══ Records shown ══

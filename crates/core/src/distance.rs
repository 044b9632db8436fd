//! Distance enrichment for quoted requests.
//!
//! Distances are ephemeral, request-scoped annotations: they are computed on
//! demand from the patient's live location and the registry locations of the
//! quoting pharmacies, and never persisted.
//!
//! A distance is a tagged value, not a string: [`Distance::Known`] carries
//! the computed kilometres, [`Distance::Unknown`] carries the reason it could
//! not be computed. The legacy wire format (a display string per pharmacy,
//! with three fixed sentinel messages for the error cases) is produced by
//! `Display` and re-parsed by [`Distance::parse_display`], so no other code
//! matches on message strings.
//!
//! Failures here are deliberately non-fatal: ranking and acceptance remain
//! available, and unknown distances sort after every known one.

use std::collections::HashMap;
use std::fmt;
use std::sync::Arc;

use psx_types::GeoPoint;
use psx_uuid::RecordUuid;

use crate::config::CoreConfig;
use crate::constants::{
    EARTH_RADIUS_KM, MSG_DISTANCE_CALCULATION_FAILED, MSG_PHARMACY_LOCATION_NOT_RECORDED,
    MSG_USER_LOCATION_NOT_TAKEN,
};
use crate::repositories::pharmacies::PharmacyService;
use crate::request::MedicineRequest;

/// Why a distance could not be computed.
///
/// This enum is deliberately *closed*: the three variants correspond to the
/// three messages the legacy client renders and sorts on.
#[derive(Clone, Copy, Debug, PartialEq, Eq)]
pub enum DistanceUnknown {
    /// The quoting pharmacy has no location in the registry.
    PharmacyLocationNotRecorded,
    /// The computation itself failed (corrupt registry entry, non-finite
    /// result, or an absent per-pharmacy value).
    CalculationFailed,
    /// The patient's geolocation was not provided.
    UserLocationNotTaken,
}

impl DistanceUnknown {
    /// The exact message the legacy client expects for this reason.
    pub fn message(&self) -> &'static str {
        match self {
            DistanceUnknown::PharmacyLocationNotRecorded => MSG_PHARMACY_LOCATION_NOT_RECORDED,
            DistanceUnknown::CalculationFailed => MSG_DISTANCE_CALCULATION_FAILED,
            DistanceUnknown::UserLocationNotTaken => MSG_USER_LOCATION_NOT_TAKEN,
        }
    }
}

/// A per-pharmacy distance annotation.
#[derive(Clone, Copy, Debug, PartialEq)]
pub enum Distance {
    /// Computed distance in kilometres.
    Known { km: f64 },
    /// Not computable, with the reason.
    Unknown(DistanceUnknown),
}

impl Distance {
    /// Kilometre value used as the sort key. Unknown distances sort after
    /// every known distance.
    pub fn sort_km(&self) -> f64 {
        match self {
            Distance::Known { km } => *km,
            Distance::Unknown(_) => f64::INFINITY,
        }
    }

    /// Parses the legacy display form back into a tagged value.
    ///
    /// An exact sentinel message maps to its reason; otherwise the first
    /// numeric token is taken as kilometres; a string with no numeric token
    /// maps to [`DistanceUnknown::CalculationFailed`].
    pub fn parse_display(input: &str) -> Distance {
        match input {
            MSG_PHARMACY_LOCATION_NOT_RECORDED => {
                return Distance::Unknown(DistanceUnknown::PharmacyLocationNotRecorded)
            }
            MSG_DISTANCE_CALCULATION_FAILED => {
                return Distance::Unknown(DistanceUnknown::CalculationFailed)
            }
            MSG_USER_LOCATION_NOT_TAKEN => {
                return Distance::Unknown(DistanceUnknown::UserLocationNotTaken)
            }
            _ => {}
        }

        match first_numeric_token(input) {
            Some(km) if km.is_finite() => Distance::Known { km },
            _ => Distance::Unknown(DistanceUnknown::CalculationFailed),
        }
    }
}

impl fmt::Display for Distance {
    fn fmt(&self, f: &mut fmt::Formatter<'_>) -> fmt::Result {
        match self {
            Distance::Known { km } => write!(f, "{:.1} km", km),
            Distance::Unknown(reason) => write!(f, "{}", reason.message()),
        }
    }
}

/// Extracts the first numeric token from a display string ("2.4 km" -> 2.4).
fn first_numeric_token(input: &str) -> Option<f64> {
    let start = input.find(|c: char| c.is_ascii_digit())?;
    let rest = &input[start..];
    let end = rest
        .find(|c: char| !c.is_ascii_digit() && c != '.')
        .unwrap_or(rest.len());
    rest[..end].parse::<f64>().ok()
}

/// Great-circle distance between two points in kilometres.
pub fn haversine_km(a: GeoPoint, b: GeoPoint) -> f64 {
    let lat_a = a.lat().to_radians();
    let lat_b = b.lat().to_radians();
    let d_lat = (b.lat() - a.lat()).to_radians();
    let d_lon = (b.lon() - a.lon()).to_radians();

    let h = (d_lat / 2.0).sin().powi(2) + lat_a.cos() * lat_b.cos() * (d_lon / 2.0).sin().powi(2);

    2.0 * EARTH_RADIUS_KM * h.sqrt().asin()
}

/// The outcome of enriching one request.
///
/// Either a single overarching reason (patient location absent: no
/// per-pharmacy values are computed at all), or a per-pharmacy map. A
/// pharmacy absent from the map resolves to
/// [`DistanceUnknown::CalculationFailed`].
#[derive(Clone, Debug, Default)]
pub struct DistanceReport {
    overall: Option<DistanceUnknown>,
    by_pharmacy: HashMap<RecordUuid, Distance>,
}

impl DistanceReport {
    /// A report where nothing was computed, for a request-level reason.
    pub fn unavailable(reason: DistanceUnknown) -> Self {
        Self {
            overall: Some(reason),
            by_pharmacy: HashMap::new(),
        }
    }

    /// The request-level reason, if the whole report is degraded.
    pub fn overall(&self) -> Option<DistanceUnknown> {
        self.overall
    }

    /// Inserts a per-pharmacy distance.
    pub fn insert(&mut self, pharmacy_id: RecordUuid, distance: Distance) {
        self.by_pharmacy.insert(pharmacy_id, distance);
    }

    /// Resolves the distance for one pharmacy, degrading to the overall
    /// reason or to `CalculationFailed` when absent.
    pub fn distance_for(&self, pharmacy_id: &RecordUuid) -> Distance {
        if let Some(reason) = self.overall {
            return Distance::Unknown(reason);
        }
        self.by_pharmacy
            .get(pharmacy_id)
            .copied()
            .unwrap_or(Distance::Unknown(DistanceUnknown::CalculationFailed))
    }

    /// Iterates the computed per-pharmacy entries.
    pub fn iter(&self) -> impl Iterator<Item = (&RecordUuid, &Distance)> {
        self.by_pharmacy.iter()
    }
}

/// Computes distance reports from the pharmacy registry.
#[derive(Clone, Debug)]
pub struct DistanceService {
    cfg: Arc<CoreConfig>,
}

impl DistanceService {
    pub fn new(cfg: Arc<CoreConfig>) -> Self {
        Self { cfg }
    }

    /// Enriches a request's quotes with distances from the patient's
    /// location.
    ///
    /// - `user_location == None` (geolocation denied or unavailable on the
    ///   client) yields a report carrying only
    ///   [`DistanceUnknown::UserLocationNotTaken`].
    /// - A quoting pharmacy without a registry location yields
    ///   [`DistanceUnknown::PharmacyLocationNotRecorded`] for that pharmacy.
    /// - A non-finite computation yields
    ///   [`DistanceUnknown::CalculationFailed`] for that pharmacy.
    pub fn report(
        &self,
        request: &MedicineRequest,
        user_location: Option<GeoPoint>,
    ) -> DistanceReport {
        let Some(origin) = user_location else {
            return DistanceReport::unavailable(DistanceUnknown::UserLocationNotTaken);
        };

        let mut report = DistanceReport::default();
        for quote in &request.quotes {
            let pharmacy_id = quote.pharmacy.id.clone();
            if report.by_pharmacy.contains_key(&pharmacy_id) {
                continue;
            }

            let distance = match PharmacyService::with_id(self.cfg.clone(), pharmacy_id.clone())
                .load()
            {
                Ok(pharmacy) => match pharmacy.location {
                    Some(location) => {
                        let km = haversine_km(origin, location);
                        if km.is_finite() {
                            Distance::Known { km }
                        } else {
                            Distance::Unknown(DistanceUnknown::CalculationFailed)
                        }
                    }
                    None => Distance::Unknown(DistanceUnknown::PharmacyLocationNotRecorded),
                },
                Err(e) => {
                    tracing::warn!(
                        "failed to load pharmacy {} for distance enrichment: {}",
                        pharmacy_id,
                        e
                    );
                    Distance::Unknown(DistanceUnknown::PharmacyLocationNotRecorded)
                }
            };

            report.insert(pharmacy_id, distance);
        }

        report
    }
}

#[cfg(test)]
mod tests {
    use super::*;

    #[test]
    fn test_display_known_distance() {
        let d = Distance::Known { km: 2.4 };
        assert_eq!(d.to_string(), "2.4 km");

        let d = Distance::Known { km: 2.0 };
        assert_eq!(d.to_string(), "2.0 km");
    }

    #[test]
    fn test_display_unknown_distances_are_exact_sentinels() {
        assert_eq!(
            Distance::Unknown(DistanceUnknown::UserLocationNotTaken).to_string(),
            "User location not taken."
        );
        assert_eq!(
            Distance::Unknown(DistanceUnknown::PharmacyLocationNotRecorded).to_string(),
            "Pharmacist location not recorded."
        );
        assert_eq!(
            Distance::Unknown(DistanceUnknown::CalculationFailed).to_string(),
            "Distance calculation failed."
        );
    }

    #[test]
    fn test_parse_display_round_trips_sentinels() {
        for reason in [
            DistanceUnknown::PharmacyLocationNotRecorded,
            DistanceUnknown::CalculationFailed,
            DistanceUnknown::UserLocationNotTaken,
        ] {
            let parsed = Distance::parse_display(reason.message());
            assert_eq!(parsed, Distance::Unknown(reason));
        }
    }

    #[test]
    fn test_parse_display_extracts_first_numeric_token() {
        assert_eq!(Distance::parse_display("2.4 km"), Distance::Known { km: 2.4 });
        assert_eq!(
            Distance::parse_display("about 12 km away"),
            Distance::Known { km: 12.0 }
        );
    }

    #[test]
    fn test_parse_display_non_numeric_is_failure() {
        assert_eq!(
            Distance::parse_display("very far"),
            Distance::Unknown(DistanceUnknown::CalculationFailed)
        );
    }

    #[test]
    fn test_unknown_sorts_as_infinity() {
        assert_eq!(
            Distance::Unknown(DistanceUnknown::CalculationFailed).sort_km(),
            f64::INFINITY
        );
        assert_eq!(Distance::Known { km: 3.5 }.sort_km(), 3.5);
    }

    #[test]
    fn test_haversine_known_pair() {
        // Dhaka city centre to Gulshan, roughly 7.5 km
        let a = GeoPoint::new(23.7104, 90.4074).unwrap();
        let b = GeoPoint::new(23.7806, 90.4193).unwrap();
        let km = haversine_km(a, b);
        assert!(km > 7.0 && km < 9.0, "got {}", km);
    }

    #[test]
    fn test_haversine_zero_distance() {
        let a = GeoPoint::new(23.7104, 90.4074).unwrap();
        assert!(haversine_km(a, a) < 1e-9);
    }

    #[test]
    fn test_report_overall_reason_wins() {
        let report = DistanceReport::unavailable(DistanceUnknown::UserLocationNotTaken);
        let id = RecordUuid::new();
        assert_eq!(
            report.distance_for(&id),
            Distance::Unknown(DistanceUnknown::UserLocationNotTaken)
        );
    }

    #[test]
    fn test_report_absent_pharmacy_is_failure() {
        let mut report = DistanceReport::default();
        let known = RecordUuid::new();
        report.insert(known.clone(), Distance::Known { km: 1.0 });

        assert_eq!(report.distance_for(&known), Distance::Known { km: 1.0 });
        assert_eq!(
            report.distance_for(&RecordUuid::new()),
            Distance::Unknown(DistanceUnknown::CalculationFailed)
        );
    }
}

═══
══ Records shown ══

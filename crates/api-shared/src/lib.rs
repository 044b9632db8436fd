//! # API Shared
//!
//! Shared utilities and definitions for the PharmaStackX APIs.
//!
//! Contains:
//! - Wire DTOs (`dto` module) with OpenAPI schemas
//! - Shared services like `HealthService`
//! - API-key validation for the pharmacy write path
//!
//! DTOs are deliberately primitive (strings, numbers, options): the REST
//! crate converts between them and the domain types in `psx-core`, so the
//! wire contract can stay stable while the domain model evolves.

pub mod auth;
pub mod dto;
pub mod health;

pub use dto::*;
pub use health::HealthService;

═══

**Exercise prompt:**
Scan the entries above and return each line that holds "crates".

**Result of this exercise:**
filename crates/core/src/distance.rs
filename crates/api-shared/src/lib.rs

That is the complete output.